AIM OF THE TASK: Go through the data below and return each line where the string "await" occurs.

RECORDS:
────────
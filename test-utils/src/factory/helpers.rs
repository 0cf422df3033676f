//! Shared helper utilities for factory methods.

use sea_orm::{DatabaseConnection, DbErr};

/// Counter for generating unique IDs in tests.
static COUNTER: std::sync::atomic::AtomicU64 = std::sync::atomic::AtomicU64::new(1);

/// Gets the next unique counter value for test data.
///
/// # Returns
/// - `u64` - Next unique counter value
pub fn next_id() -> u64 {
    COUNTER.fetch_add(1, std::sync::atomic::Ordering::SeqCst)
}

/// Creates a quest and a progress row for the given user in the given status.
///
/// Timestamps are filled in to match the status: `accepted_at` for every status past
/// `assigned`, `completed_at` once submitted, `approved_at` once reviewed.
///
/// # Arguments
/// - `db` - Database connection
/// - `guild_id` - Guild the quest belongs to
/// - `user_id` - Member owning the progress row
/// - `status` - Progress status string
///
/// # Returns
/// - `Ok((quest, progress))` - Created entities
/// - `Err(DbErr)` - Database error during creation
pub async fn create_quest_with_progress(
    db: &DatabaseConnection,
    guild_id: &str,
    user_id: &str,
    status: &str,
) -> Result<(entity::quest::Model, entity::quest_progress::Model), DbErr> {
    let quest = crate::factory::quest::create_quest(db, guild_id).await?;
    let progress = crate::factory::quest_progress::QuestProgressFactory::new(db, &quest, user_id)
        .status(status)
        .build()
        .await?;

    Ok((quest, progress))
}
────────
THE COMPLETED TASK:
    let quest = crate::factory::quest::create_quest(db, guild_id).await?;
        .await?;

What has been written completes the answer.